At a conceptual level, data abstraction is where a data object is a representation of physical data and the user is not (nor needs to be) aware of its actual physical representation or persistence in order to work with that object. The data abstraction becomes a “mapping” of user data needs and semantic context to physical data elements, services or code. The benefits of data abstraction, then, are derived from the decoupling of data consumers and data sources. Data consumers only need to be concerned about their access point, and this allows for managing physical data – such as movement, cleansing, consolidation and permissions – without disrupting data consumers. For example, a database view or synonym mapped to a physical database table is available unchanged to a data consumer, while its definition may need to change, its records reloaded or its storage location changed.
Since abstracted data objects are mappings captured as metadata, they are very lightweight definitions. They do not persist any data and therefore are quick to create, update and delete as needed. Data abstraction is so valuable because of its agility to quickly define and relate data from multiple data sources without data movement and persistence. This also represents fast time to value, ease of updating and dealing with change, and poses less risk to the business.
The growing reality is that there are more and more data sources of interest available for companies to manage. Integration and consolidation can no longer keep up with the demands of a single repository of integrated, cleansed and single version of the truth (SVoT). Whenever a technology becomes too complex or numerous to manage, abstraction is the solution to detach the physical world from its logical counterpart. We have seen this trend in nearly every other layer in the technology stack; storage area networks manage thousands of disk drives as logical mount points, and network routing and addresses are represented by virtual local area and private networks (VLAN and VPN). Even operating systems are now virtualized as hypervisors running on servers in the cloud. Databases are no different when it comes to the benefits of abstraction.
With a single data access point – whether persisted or virtualized – companies can ensure data consistency and increase quality through reusability and governance to better monitor and enforce security in a single location, while providing data consumers with simplified navigation.
Putting Abstraction in Context
On the heels of centralization comes the next concept of context. A semantic context layer is defined as an abstraction layer (virtualized) where some form of semantic context – usually business terminology – is provided to the data abstraction. Virtualizing database tables or files does not provide semantic context if the virtual data object still represents its original application specific naming of data elements. Semantic context exists when the virtualized data objects represent the context in which the user – or, business user – needs to work with the data. Semantic context layers are considered to be “closed systems” when they are embedded into other applications that benefit from having centralized semantic context and data connectivity, such as in BI tools.
Semantic context layers can exist without virtualized databases.
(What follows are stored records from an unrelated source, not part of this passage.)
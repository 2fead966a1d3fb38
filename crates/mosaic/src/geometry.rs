// SPDX-License-Identifier: AGPL-3.0-only
// Copyright (C) 2024 Jonathan Lee
// This program is free software: you can redistribute it and/or modify
// it under the terms of the GNU Affero General Public License version 3
// as published by the Free Software Foundation.
// This program is distributed in the hope that it will be useful,
// but WITHOUT ANY WARRANTY; without even the implied warranty of
// MERCHANTABILITY or FITNESS FOR A PARTICULAR PURPOSE.
// See the GNU Affero General Public License for more details.
// You should have received a copy of the GNU Affero General Public License
// along with this program. If not, see https://www.gnu.org/licenses/.

use crate::config::ChartStyle;
use crate::error::{DataError, DataResult, Result};
use crate::palette::{assign_colors, Rgb};
use crate::tabulate::{ChartTitle, ColumnKey, ColumnShareSeries, CrossTabTable};
use rand::Rng;
use serde::{Deserialize, Serialize};
use tracing::debug;

pub const TOTAL_BAR_WIDTH: f64 = 15.0;
pub const SPACER_BAR_WIDTH: f64 = 5.0;
/// Width shared by the real column categories.
pub const CATEGORY_WIDTH_BUDGET: f64 = 100.0;
/// Right edge of the last bar: `TOTAL + SPACER + CATEGORY_WIDTH_BUDGET`.
pub const X_AXIS_END: f64 = 120.0;
pub const X_MARGIN_FRACTION: f64 = 0.02;
pub const Y_AXIS_TOP: f64 = 105.0;
pub const SUMMARY_ROW_LIMIT: usize = 20;

#[derive(Debug, Clone, Copy, PartialEq, Serialize, Deserialize)]
pub struct Segment {
    pub bottom: f64,
    pub height: f64,
    pub ytick: f64,
}

impl Segment {
    pub fn top(&self) -> f64 {
        self.bottom + self.height
    }
}

#[derive(Debug, Clone, PartialEq, Serialize, Deserialize)]
pub struct BarColumn {
    pub key: ColumnKey,
    pub x_start: f64,
    pub width: f64,
    pub x_tick: f64,
    /// `"<name>\n<percent>"`; the percent line is blank for `Total` and the
    /// spacer.
    pub x_label: String,
}

/// One row category's slice through every bar.
#[derive(Debug, Clone, PartialEq, Serialize, Deserialize)]
pub struct StackedRow {
    pub category: String,
    pub color: Rgb,
    /// Category name, or blank when its `Total` percent is too small.
    pub y_label: String,
    /// Midpoint of the `Total` segment, where the y label sits.
    pub y_tick: f64,
    /// Aligned with [`RenderPlan::columns`]; `None` in the spacer.
    pub segments: Vec<Option<Segment>>,
    pub value_labels: Vec<String>,
}

#[derive(Debug, Clone, PartialEq, Serialize, Deserialize)]
pub struct SummaryRow {
    pub category: String,
    pub cells: Vec<String>,
}

/// Integer percentages per row category, zeros left blank.
#[derive(Debug, Clone, PartialEq, Serialize, Deserialize)]
pub struct SummaryTable {
    pub columns: Vec<String>,
    pub rows: Vec<SummaryRow>,
}

/// Font sizes in points, scaled from the figure height.
#[derive(Debug, Clone, Copy, PartialEq, Serialize, Deserialize)]
pub struct FontSizes {
    pub value_label: f64,
    pub tick_label: f64,
    pub title: f64,
    pub annotation: f64,
    pub summary: f64,
    pub tick_pad: f64,
}

impl FontSizes {
    pub fn for_height(height: f64) -> Self {
        Self {
            value_label: height * 2.0,
            tick_label: height * 2.1,
            title: height * 2.2,
            annotation: height * 2.0,
            summary: height * 1.8,
            tick_pad: height,
        }
    }
}

#[derive(Debug, Clone, PartialEq, Serialize, Deserialize)]
pub struct RenderPlan {
    pub title: String,
    pub style: ChartStyle,
    pub fonts: FontSizes,
    pub min_display_value: f64,
    pub x_range: (f64, f64),
    pub y_range: (f64, f64),
    pub columns: Vec<BarColumn>,
    /// Stacking order: the first row sits on the baseline, the row with
    /// the largest `Total` share ends up on top.
    pub rows: Vec<StackedRow>,
    pub summary: SummaryTable,
}

impl RenderPlan {
    pub fn widths(&self) -> Vec<f64> {
        self.columns.iter().map(|c| c.width).collect()
    }

    pub fn x_ticks(&self) -> Vec<f64> {
        self.columns.iter().map(|c| c.x_tick).collect()
    }

    pub fn y_ticks(&self) -> Vec<f64> {
        self.rows.iter().map(|r| r.y_tick).collect()
    }

    pub fn y_labels(&self) -> Vec<&str> {
        self.rows.iter().map(|r| r.y_label.as_str()).collect()
    }

    pub fn row(&self, category: &str) -> Option<&StackedRow> {
        self.rows.iter().find(|r| r.category == category)
    }

    pub fn to_json(&self) -> Result<String> {
        Ok(serde_json::to_string_pretty(self)?)
    }
}

/// Rounds half to even, the way the percentage labels are printed.
pub fn round_percent(value: f64) -> i64 {
    value.round_ties_even() as i64
}

pub fn build_geometry<R: Rng + ?Sized>(
    table: &CrossTabTable,
    shares: &ColumnShareSeries,
    style: &ChartStyle,
    min_display_value: f64,
    title: &ChartTitle,
    fixed_colors: &[Rgb],
    rng: &mut R,
) -> DataResult<RenderPlan> {
    if table.is_empty() {
        return Err(DataError::EmptyDataset);
    }
    if shares.len() != table.columns().len() {
        return Err(DataError::ShapeMismatch {
            columns: table.columns().len(),
            shares: shares.len(),
        });
    }

    let percent: Vec<Vec<Option<f64>>> = table
        .rows()
        .iter()
        .map(|r| r.values.iter().map(|v| v.map(|x| x * 100.0)).collect())
        .collect();

    let columns = layout_columns(table, shares)?;
    let colors = assign_colors(fixed_colors, table.len(), rng);

    let n_cols = columns.len();
    let mut running = vec![0.0_f64; n_cols];
    let mut rows = Vec::with_capacity(table.len());
    for (ri, row) in table.rows().iter().enumerate().rev() {
        let values = &percent[ri];
        let mut segments = Vec::with_capacity(n_cols);
        let mut value_labels = Vec::with_capacity(n_cols);
        for (ci, &value) in values.iter().enumerate() {
            let segment = value.map(|height| {
                let bottom = running[ci];
                running[ci] += height;
                Segment {
                    bottom,
                    height,
                    ytick: (bottom + running[ci]) / 2.0,
                }
            });
            segments.push(segment);
            value_labels.push(value_label(value, min_display_value));
        }
        let total = values.first().copied().flatten().unwrap_or(0.0);
        let y_tick = segments
            .first()
            .copied()
            .flatten()
            .map_or(0.0, |s| s.ytick);
        rows.push(StackedRow {
            category: row.category.clone(),
            color: colors[ri],
            y_label: if total > min_display_value {
                row.category.clone()
            } else {
                String::new()
            },
            y_tick,
            segments,
            value_labels,
        });
    }

    let summary = summary_table(table, &percent);
    let margin = X_AXIS_END * X_MARGIN_FRACTION;
    debug!(rows = rows.len(), columns = n_cols, "built mosaic geometry");

    Ok(RenderPlan {
        title: title.to_string(),
        style: *style,
        fonts: FontSizes::for_height(style.figure_size.height),
        min_display_value,
        x_range: (-margin, X_AXIS_END + margin),
        y_range: (0.0, Y_AXIS_TOP),
        columns,
        rows,
        summary,
    })
}

fn layout_columns(
    table: &CrossTabTable,
    shares: &ColumnShareSeries,
) -> DataResult<Vec<BarColumn>> {
    let share_percent: Vec<f64> = shares
        .entries()
        .iter()
        .map(|(_, v)| v.unwrap_or(0.0) * 100.0)
        .collect();
    let category_sum: f64 = share_percent.iter().skip(2).sum();
    if category_sum.is_nan() || category_sum <= 0.0 {
        return Err(DataError::EmptyDataset);
    }

    let mut widths = Vec::with_capacity(share_percent.len());
    widths.push(TOTAL_BAR_WIDTH);
    widths.push(SPACER_BAR_WIDTH);
    widths.extend(
        share_percent
            .iter()
            .skip(2)
            .map(|p| CATEGORY_WIDTH_BUDGET * p / category_sum),
    );

    let mut starts = Vec::with_capacity(widths.len());
    let mut edge = 0.0;
    for w in &widths {
        starts.push(edge);
        edge += w;
    }
    let boundaries: Vec<f64> = starts
        .iter()
        .copied()
        .chain(std::iter::once(X_AXIS_END))
        .collect();

    Ok(table
        .columns()
        .iter()
        .enumerate()
        .map(|(i, key)| {
            let percent_line = if key.is_category() {
                round_percent(share_percent[i]).to_string()
            } else {
                String::new()
            };
            BarColumn {
                key: key.clone(),
                x_start: starts[i],
                width: widths[i],
                x_tick: (boundaries[i] + boundaries[i + 1]) / 2.0,
                x_label: format!("{}\n{}", key.label(), percent_line),
            }
        })
        .collect())
}

fn value_label(value: Option<f64>, min_display_value: f64) -> String {
    match value {
        Some(v) if v > min_display_value => round_percent(v).to_string(),
        _ => String::new(),
    }
}

fn summary_table(table: &CrossTabTable, percent: &[Vec<Option<f64>>]) -> SummaryTable {
    let keep: Vec<usize> = table
        .columns()
        .iter()
        .enumerate()
        .filter(|(_, k)| **k != ColumnKey::Spacer)
        .map(|(i, _)| i)
        .collect();
    let columns = keep
        .iter()
        .map(|&i| table.columns()[i].label().to_string())
        .collect();
    let rows = table
        .rows()
        .iter()
        .zip(percent)
        .take(SUMMARY_ROW_LIMIT)
        .map(|(row, values)| SummaryRow {
            category: row.category.clone(),
            cells: keep
                .iter()
                .map(|&i| match round_percent(values[i].unwrap_or(0.0)) {
                    0 => String::new(),
                    n => n.to_string(),
                })
                .collect(),
        })
        .collect();
    SummaryTable { columns, rows }
}
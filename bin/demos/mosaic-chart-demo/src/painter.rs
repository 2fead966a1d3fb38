// SPDX-License-Identifier: AGPL-3.0-only
// Copyright (C) 2024 Jonathan Lee
// This program is free software: you can redistribute it and/or modify
// it under the terms of the GNU Affero General Public License version 3
// as published by the Free Software Foundation.
// This program is distributed in the hope that it will be useful,
// but WITHOUT ANY WARRANTY; without even the implied warranty of
// MERCHANTABILITY or FITNESS FOR A PARTICULAR PURPOSE.
// See the GNU Affero General Public License for more details.
// You should have received a copy of the GNU Affero General Public License
// along with this program. If not, see https://www.gnu.org/licenses/.

//! Draws a mosaic chart straight onto an egui [`egui::Painter`].

use eframe::egui::{self, Align, Align2, Color32, FontId, Pos2, Rect, Stroke, StrokeKind};
use mosaic::render::{
    BarPrimitive, ChartBackend, Frame, HAlign, LinePrimitive, TextPrimitive, VAlign,
};
use mosaic::{RenderError, Result, Rgb};

pub struct EguiBackend<'a> {
    painter: &'a egui::Painter,
    area: Rect,
    frame: Option<Frame>,
}

impl<'a> EguiBackend<'a> {
    pub fn new(painter: &'a egui::Painter, area: Rect) -> Self {
        Self {
            painter,
            area,
            frame: None,
        }
    }

    fn frame(&self) -> Result<Frame> {
        self.frame.ok_or_else(|| {
            RenderError::Backend("egui backend used before begin()".to_string()).into()
        })
    }

    fn pos(&self, (x, y): (f64, f64)) -> Pos2 {
        self.area.min + egui::vec2(x as f32, y as f32)
    }
}

fn color(rgb: Rgb) -> Color32 {
    Color32::from_rgb(rgb.r, rgb.g, rgb.b)
}

fn align(h: HAlign, v: VAlign) -> Align2 {
    let h = match h {
        HAlign::Left => Align::Min,
        HAlign::Center => Align::Center,
        HAlign::Right => Align::Max,
    };
    let v = match v {
        VAlign::Top => Align::Min,
        VAlign::Center => Align::Center,
        VAlign::Bottom => Align::Max,
    };
    Align2([h, v])
}

impl ChartBackend for EguiBackend<'_> {
    type Output = ();

    fn begin(&mut self, frame: &Frame) -> Result<()> {
        let scaled = frame.scaled_to(self.area.width() as f64, self.area.height() as f64);
        self.frame = Some(scaled);
        self.painter.rect_filled(self.area, 0.0, Color32::WHITE);
        Ok(())
    }

    fn bar(&mut self, bar: &BarPrimitive) -> Result<()> {
        let frame = self.frame()?;
        let rect = Rect::from_two_pos(
            self.pos(frame.data_to_px(bar.x, bar.bottom)),
            self.pos(frame.data_to_px(bar.x + bar.width, bar.bottom + bar.height)),
        );
        self.painter.rect_filled(rect, 0.0, color(bar.fill));
        self.painter.rect_stroke(
            rect,
            0.0,
            Stroke::new(frame.points_to_px(bar.edge_width) as f32, color(bar.edge)),
            StrokeKind::Inside,
        );
        Ok(())
    }

    fn text(&mut self, text: &TextPrimitive) -> Result<()> {
        let frame = self.frame()?;
        self.painter.text(
            self.pos(frame.resolve(text.anchor)),
            align(text.h_align, text.v_align),
            &text.text,
            FontId::proportional(frame.points_to_px(text.size) as f32),
            color(text.color),
        );
        Ok(())
    }

    fn baseline(&mut self, line: &LinePrimitive) -> Result<()> {
        let frame = self.frame()?;
        let (x0, x1) = frame.x_range;
        self.painter.line_segment(
            [
                self.pos(frame.data_to_px(x0, line.y)),
                self.pos(frame.data_to_px(x1, line.y)),
            ],
            Stroke::new(frame.points_to_px(line.width) as f32, color(line.color)),
        );
        Ok(())
    }

    fn finish(&mut self) -> Result<()> {
        Ok(())
    }
}
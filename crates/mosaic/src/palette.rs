// SPDX-License-Identifier: AGPL-3.0-only
// Copyright (C) 2024 Jonathan Lee
// This program is free software: you can redistribute it and/or modify
// it under the terms of the GNU Affero General Public License version 3
// as published by the Free Software Foundation.
// This program is distributed in the hope that it will be useful,
// but WITHOUT ANY WARRANTY; without even the implied warranty of
// MERCHANTABILITY or FITNESS FOR A PARTICULAR PURPOSE.
// See the GNU Affero General Public License for more details.
// You should have received a copy of the GNU Affero General Public License
// along with this program. If not, see https://www.gnu.org/licenses/.

//! Segment colours: caller-supplied or drawn from a bright reduced palette.

use crate::error::{ConfigError, ConfigResult};
use rand::Rng;
use serde::{Deserialize, Deserializer, Serialize, Serializer};
use std::fmt;
use tracing::warn;

/// Characters a random colour code is drawn from. Digits below 8 are left
/// out so random fills never come out dark.
pub const RANDOM_COLOR_ALPHABET: &[u8; 8] = b"ABCDEF89";

#[derive(Debug, Clone, Copy, PartialEq, Eq, Hash)]
pub struct Rgb {
    pub r: u8,
    pub g: u8,
    pub b: u8,
}

impl Rgb {
    pub const GRAY: Rgb = Rgb::new(0x80, 0x80, 0x80);
    pub const BLACK: Rgb = Rgb::new(0, 0, 0);
    pub const WHITE: Rgb = Rgb::new(0xFF, 0xFF, 0xFF);

    pub const fn new(r: u8, g: u8, b: u8) -> Self {
        Self { r, g, b }
    }

    /// Parses `#RRGGBB` (the leading `#` is optional, hex digits are case
    /// insensitive).
    pub fn parse(value: &str) -> ConfigResult<Self> {
        let invalid = || ConfigError::InvalidColor {
            value: value.to_string(),
        };
        let hex = value.trim().strip_prefix('#').unwrap_or(value.trim());
        if hex.len() != 6 || !hex.bytes().all(|b| b.is_ascii_hexdigit()) {
            return Err(invalid());
        }
        let channel = |i: usize| u8::from_str_radix(&hex[i..i + 2], 16).map_err(|_| invalid());
        Ok(Self::new(channel(0)?, channel(2)?, channel(4)?))
    }

    pub fn to_hex(self) -> String {
        self.to_string()
    }
}

impl fmt::Display for Rgb {
    fn fmt(&self, f: &mut fmt::Formatter) -> fmt::Result {
        write!(f, "#{:02X}{:02X}{:02X}", self.r, self.g, self.b)
    }
}

impl Serialize for Rgb {
    fn serialize<S: Serializer>(&self, serializer: S) -> Result<S::Ok, S::Error> {
        serializer.collect_str(self)
    }
}

impl<'de> Deserialize<'de> for Rgb {
    fn deserialize<D: Deserializer<'de>>(deserializer: D) -> Result<Self, D::Error> {
        let raw = String::deserialize(deserializer)?;
        Rgb::parse(&raw).map_err(serde::de::Error::custom)
    }
}

/// A colour whose `#XXXXXX` code has every character drawn uniformly from
/// [`RANDOM_COLOR_ALPHABET`].
pub fn random_color<R: Rng + ?Sized>(rng: &mut R) -> Rgb {
    let mut channel = || {
        let hi = RANDOM_COLOR_ALPHABET[rng.gen_range(0..RANDOM_COLOR_ALPHABET.len())];
        let lo = RANDOM_COLOR_ALPHABET[rng.gen_range(0..RANDOM_COLOR_ALPHABET.len())];
        (hex_value(hi) << 4) | hex_value(lo)
    };
    let r = channel();
    let g = channel();
    let b = channel();
    Rgb::new(r, g, b)
}

fn hex_value(c: u8) -> u8 {
    match c {
        b'0'..=b'9' => c - b'0',
        b'A'..=b'F' => c - b'A' + 10,
        _ => 0,
    }
}

/// One colour per row category, in table row order.
///
/// `fixed` is used as-is when it has exactly `count` entries. Any other
/// length is tolerated and replaced by random colours.
pub fn assign_colors<R: Rng + ?Sized>(fixed: &[Rgb], count: usize, rng: &mut R) -> Vec<Rgb> {
    if fixed.len() == count {
        return fixed.to_vec();
    }
    if !fixed.is_empty() {
        warn!(
            supplied = fixed.len(),
            expected = count,
            "fixed colour count does not match row categories, using random colours"
        );
    }
    (0..count).map(|_| random_color(rng)).collect()
}
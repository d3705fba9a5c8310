//! Stable machine identifier used in the register payload.

use crate::error::settings::SettingsError;

use common::ErrorLocation;

use std::panic::Location;

use once_cell::sync::Lazy;
use regex::Regex;

#[cfg(not(windows))]
const MACHINE_ID_FILES: [&str; 2] = ["/etc/machine-id", "/var/lib/dbus/machine-id"];

static BRACES: Lazy<Regex> = Lazy::new(|| Regex::new(r"[{}]").expect("valid regex pattern"));

/// Source of the device identifier reported to the relay.
pub trait DeviceIdentity: Send + Sync {
    fn machine_id(&self) -> Result<String, SettingsError>;
}

/// Reads the OS machine id (registry on Windows, machine-id file elsewhere).
#[derive(Debug, Clone, Copy, Default)]
pub struct MachineIdentity;

impl DeviceIdentity for MachineIdentity {
    fn machine_id(&self) -> Result<String, SettingsError> {
        read_machine_id().map(|raw| normalize_machine_id(&raw))
    }
}

/// Fixed identifier, for hosts that manage their own device ids.
#[derive(Debug, Clone, Default)]
pub struct StaticIdentity(pub String);

impl DeviceIdentity for StaticIdentity {
    fn machine_id(&self) -> Result<String, SettingsError> {
        Ok(normalize_machine_id(&self.0))
    }
}

pub fn normalize_machine_id(raw: &str) -> String {
    BRACES.replace_all(raw.trim(), "").into_owned()
}

#[cfg(not(windows))]
#[track_caller]
fn read_machine_id() -> Result<String, SettingsError> {
    for path in MACHINE_ID_FILES {
        if let Ok(contents) = std::fs::read_to_string(path)
            && !contents.trim().is_empty()
        {
            return Ok(contents);
        }
    }

    Err(SettingsError::Decode {
        message: format!("No machine id found in {MACHINE_ID_FILES:?}"),
        location: ErrorLocation::from(Location::caller()),
    })
}

#[cfg(windows)]
#[track_caller]
fn read_machine_id() -> Result<String, SettingsError> {
    use crate::pipe::win32::to_wide;

    use windows_sys::Win32::Foundation::ERROR_SUCCESS;
    use windows_sys::Win32::System::Registry::{
        HKEY_LOCAL_MACHINE, RRF_RT_REG_SZ, RRF_SUBKEY_WOW6464KEY, RegGetValueW,
    };

    let subkey = to_wide(r"SOFTWARE\Microsoft\SQMClient");
    let value = to_wide("MachineId");
    let mut buffer = [0u16; 128];
    let mut size = std::mem::size_of_val(&buffer) as u32;

    // SAFETY: both name buffers are null-terminated and outlive the call;
    // `size` holds the byte capacity of `buffer`.
    let status = unsafe {
        RegGetValueW(
            HKEY_LOCAL_MACHINE,
            subkey.as_ptr(),
            value.as_ptr(),
            RRF_RT_REG_SZ | RRF_SUBKEY_WOW6464KEY,
            std::ptr::null_mut(),
            buffer.as_mut_ptr().cast(),
            &mut size,
        )
    };

    if status != ERROR_SUCCESS {
        return Err(SettingsError::Decode {
            message: format!("Failed to read MachineId from registry (error {status})"),
            location: ErrorLocation::from(Location::caller()),
        });
    }

    let chars = (size as usize / 2).saturating_sub(1);
    Ok(String::from_utf16_lossy(&buffer[..chars]))
}
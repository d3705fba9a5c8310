use common::ErrorLocation;

use std::panic::Location;

use thiserror::Error as ThisError;

#[derive(Debug, ThisError)]
pub enum SettingsError {
    #[error("Settings Decode Error: {message} {location}")]
    Decode {
        message: String,
        location: ErrorLocation,
    },

    #[error("Settings Encode Error: {message} {location}")]
    Encode {
        message: String,
        location: ErrorLocation,
    },

    #[error("Launch Argument Error: {message} {location}")]
    Launch {
        message: String,
        location: ErrorLocation,
    },
}

impl From<serde_json::Error> for SettingsError {
    #[track_caller]
    fn from(error: serde_json::Error) -> Self {
        SettingsError::Decode {
            message: error.to_string(),
            location: ErrorLocation::from(Location::caller()),
        }
    }
}
/// **VALUE**: A link that finishes opening after the address changed is
/// thrown away instead of being installed.
///
/// **BUG THIS CATCHES**: Installing a link to the old relay over the top of
/// a disconnect that happened while it was opening.
#[tokio::test(start_paused = true)]
async fn given_open_in_flight_when_address_changes_then_late_link_is_discarded() {
    // GIVEN
    let (controller, upstream) = gated_controller();
    controller.start_detached();
    settle().await;

    let mut updated = registered_settings();
    updated.host = "other.example.com".to_string();
    controller.update_settings(updated).await;

    // WHEN
    upstream.release();
    settle().await;

    // THEN
    assert!(!controller.is_connected().await);
    assert!(!controller.is_heartbeat_running());
    assert!(controller.is_reconnect_pending());

    sleep(Duration::from_millis(3_100)).await;
    assert_eq!(upstream.opens(), 2);
}
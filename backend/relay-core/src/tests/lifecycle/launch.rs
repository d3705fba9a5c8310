use crate::lifecycle::{LaunchMode, worker_args};
use crate::tests::support::relay_settings;

#[test]
fn given_no_arguments_when_parsed_then_runs_as_controller_with_zero_retry() {
    // GIVEN
    let args = ["push-relay"];

    // WHEN
    let mode = LaunchMode::parse(args).expect("controller launch should parse");

    // THEN
    assert_eq!(mode, LaunchMode::Controller { retry: 0 });
}

#[test]
fn given_retry_token_when_parsed_as_controller_then_retry_is_seeded() {
    // GIVEN
    let args = ["push-relay", "$cout:3"];

    // WHEN
    let mode = LaunchMode::parse(args).expect("controller launch should parse");

    // THEN
    assert_eq!(mode.retry(), 3);
}

/// **VALUE**: Arguments built for a worker parse back into the same settings.
///
/// **BUG THIS CATCHES**: Drift between the spawn side and the parse side of
/// the launch contract, which would make every spawned worker exit at once.
#[test]
fn given_worker_args_when_parsed_then_yields_worker_with_settings_and_retry() {
    // GIVEN
    let settings = relay_settings();
    let mut args = vec!["push-relay".to_string()];
    args.extend(worker_args(&settings, 4).expect("settings should encode"));

    // WHEN
    let mode = LaunchMode::parse(&args).expect("worker launch should parse");

    // THEN
    assert_eq!(mode, LaunchMode::Worker { settings, retry: 4 });
}

#[test]
fn given_child_marker_without_token_when_parsed_then_fails() {
    // GIVEN
    let args = ["push-relay", "child"];

    // WHEN
    let result = LaunchMode::parse(args);

    // THEN
    assert!(result.is_err());
}

#[test]
fn given_child_marker_with_retry_in_token_slot_when_parsed_then_fails() {
    // GIVEN
    let args = ["push-relay", "child", "$cout:1"];

    // WHEN
    let result = LaunchMode::parse(args);

    // THEN
    assert!(result.is_err(), "The retry token is not a settings token");
}

#[test]
fn given_child_marker_with_garbage_token_when_parsed_then_fails() {
    // GIVEN
    let args = ["push-relay", "child", "not settings at all"];

    // WHEN
    let result = LaunchMode::parse(args);

    // THEN
    assert!(result.is_err());
}

#[test]
fn given_settings_when_worker_args_built_then_marker_token_and_counter_in_order() {
    // GIVEN
    let settings = relay_settings();

    // WHEN
    let args = worker_args(&settings, 7).expect("settings should encode");

    // THEN
    assert_eq!(args.len(), 3);
    assert_eq!(args[0], "child");
    assert_eq!(args[2], "$cout:7");
}
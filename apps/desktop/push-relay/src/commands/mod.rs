//! The three things the binary can be asked to do.

pub mod controller;
pub mod stop;
pub mod worker;

use crate::error::RelayError;

use relay_core::config::RelayConfig;
use relay_core::error::CoreError;
use relay_core::facade::{Collaborators, ControllerFacade, EventSink, FacadeConfig, InboundMessage};
use relay_core::lifecycle::ProcessLauncher;
use relay_core::notify::LogNotificationSink;
use relay_core::settings::identity::MachineIdentity;

use std::sync::Arc;

use log::info;

/// Stands in for the UI bridge when running headless.
#[derive(Debug, Default)]
pub struct LogEventSink;

impl EventSink for LogEventSink {
    fn on_message(&self, message: InboundMessage) {
        info!(
            "OnMessage (from notification: {}): {}",
            message.from_notification, message.data
        );
    }
}

/// A façade that launches workers from this executable.
pub fn build_facade(config: &RelayConfig, retry: u32) -> Result<ControllerFacade, RelayError> {
    let launcher = ProcessLauncher::current_exe().map_err(CoreError::from)?;

    let mut facade_config =
        FacadeConfig::new(config.app.title.clone(), config.state_dir(), config.runtime_dir());
    facade_config.handshake = config.handshake_timing();
    if let Some(exe_dir) = launcher.program().parent() {
        facade_config.app_dir = exe_dir.to_path_buf();
    }

    let collaborators = Collaborators {
        launcher: Arc::new(launcher),
        identity: Arc::new(MachineIdentity),
        events: Arc::new(LogEventSink),
        notifier: Arc::new(LogNotificationSink),
    };

    Ok(ControllerFacade::new(facade_config, collaborators, retry))
}
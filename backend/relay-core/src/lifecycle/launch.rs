//! Launch argument contract: `<exe> child <settings token> $cout:<n>`.

use crate::error::settings::SettingsError;
use crate::settings::Settings;
use crate::{CHILD_MARKER, RETRY_TOKEN_PREFIX};

use common::ErrorLocation;

use std::panic::Location;

#[derive(Debug, Clone, PartialEq, Eq)]
pub enum LaunchMode {
    Controller { retry: u32 },
    Worker { settings: Settings, retry: u32 },
}

impl LaunchMode {
    /// Parse a full argv, program name included.
    ///
    /// Anything without the `child` marker in first position runs as the
    /// controller. A worker whose settings token is missing or undecodable
    /// is an error the caller must treat as fatal.
    #[track_caller]
    pub fn parse<I, S>(args: I) -> Result<Self, SettingsError>
    where
        I: IntoIterator<Item = S>,
        S: AsRef<str>,
    {
        let args: Vec<String> = args.into_iter().map(|a| a.as_ref().to_string()).collect();
        let retry = args.iter().skip(1).find_map(|a| parse_retry(a)).unwrap_or(0);

        if args.get(1).map(String::as_str) != Some(CHILD_MARKER) {
            return Ok(LaunchMode::Controller { retry });
        }

        let token = args
            .get(2)
            .filter(|token| !token.starts_with(RETRY_TOKEN_PREFIX))
            .ok_or_else(|| SettingsError::Launch {
                message: "Worker launched without a settings token".to_string(),
                location: ErrorLocation::from(Location::caller()),
            })?;

        let settings = Settings::decode_launch_token(token).map_err(|e| SettingsError::Launch {
            message: format!("Worker settings token is unreadable: {e}"),
            location: ErrorLocation::from(Location::caller()),
        })?;

        Ok(LaunchMode::Worker { settings, retry })
    }

    pub fn retry(&self) -> u32 {
        match self {
            LaunchMode::Controller { retry } | LaunchMode::Worker { retry, .. } => *retry,
        }
    }
}

/// Arguments (after the program name) for a worker process.
pub fn worker_args(settings: &Settings, retry: u32) -> Result<Vec<String>, SettingsError> {
    Ok(vec![
        CHILD_MARKER.to_string(),
        settings.encode_launch_token()?,
        format!("{RETRY_TOKEN_PREFIX}{retry}"),
    ])
}

fn parse_retry(arg: &str) -> Option<u32> {
    arg.strip_prefix(RETRY_TOKEN_PREFIX)?.parse().ok()
}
Once again, this centralized repository of business context is used to represent data elements of underlying disparate databases and files. From the users’ perspective, the data objects are in familiar business context and the proper usage becomes inherent, while metadata is used to mask the complexity of the data mappings. This is why information delivery applications that have user self-service capability and ad hoc usage must rely on an abstracted translation layer. Additionally, exposing these “business data objects” drives reusability and therefore consistency across information applications and business decisions, while minimizing rework and the risk of reports referencing the same context utilizing different code.
Another benefit of a semantic context layer is its ability to handle the realization that SVoT is highly unlikely and realistically there are multiple perspectives of data as multiple business context(s) (or abstractions) can be created on the same set of base data. This enables more business-specific data objects to be created without having data duplication and transformation jobs to manage. An example is different business interpretations of a customer depending on the business unit or process involved. While data from several operational sources is integrated, the perspectives of a financial customer, sales customer, order management customer or customer support customer may all have slight variations and involve different attribution of interest to that particular business unit or process.
Today, data abstraction is a technique that is the fastest and most flexible way to integrate data for business usage without requiring data migration or storage. The inclusion of a semantic context layer focuses on business consumption of abstracted data objects in a single, centralized access point for applications within the system where the data stays firmly ensconced in business context.